* What is needed
Check every line of the data for the string "populate" and copy the ones that have it.

[Collected data entries]
-------

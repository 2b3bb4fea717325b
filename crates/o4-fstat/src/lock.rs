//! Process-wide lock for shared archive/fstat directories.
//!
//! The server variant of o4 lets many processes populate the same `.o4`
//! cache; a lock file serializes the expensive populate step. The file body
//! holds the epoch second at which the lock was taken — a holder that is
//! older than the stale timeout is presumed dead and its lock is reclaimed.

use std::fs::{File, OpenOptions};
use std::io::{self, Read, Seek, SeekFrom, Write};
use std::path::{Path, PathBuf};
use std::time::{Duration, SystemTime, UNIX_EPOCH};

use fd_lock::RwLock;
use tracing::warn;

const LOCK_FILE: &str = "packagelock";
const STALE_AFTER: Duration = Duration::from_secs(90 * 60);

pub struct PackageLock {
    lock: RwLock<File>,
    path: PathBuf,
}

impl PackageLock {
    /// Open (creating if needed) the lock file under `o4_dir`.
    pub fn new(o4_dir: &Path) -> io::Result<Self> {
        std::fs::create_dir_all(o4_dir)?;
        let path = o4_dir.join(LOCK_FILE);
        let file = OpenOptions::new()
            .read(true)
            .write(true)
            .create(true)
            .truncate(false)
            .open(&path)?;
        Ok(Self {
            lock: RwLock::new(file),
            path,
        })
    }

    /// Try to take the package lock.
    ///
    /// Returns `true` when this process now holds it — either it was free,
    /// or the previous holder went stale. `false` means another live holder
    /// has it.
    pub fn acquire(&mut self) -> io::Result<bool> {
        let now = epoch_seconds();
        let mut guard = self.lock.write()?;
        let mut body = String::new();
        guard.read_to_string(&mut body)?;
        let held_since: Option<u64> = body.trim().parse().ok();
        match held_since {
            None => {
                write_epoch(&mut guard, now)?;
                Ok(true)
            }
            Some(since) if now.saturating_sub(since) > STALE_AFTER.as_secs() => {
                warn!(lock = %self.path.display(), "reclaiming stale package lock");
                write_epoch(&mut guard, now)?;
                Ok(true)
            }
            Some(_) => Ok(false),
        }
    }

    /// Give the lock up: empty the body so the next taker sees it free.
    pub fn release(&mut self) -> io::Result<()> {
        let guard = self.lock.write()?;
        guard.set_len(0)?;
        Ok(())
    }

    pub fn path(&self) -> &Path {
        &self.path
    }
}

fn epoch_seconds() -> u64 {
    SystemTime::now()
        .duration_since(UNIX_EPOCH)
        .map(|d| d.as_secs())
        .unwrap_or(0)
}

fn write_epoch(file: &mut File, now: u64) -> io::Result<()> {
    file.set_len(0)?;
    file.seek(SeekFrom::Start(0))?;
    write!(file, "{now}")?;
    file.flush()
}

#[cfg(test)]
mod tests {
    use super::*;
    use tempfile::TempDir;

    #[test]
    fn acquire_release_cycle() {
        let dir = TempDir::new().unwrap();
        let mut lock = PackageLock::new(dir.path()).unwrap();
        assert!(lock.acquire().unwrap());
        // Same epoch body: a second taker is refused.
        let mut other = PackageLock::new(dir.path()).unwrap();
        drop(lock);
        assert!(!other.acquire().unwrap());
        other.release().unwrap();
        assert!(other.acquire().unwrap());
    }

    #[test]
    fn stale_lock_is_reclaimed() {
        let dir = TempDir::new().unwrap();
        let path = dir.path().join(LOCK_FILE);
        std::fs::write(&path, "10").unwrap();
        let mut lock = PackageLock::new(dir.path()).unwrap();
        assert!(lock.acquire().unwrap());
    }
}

-------

* Task output
//! The server variant of o4 lets many processes populate the same `.o4`
//! cache; a lock file serializes the expensive populate step. The file body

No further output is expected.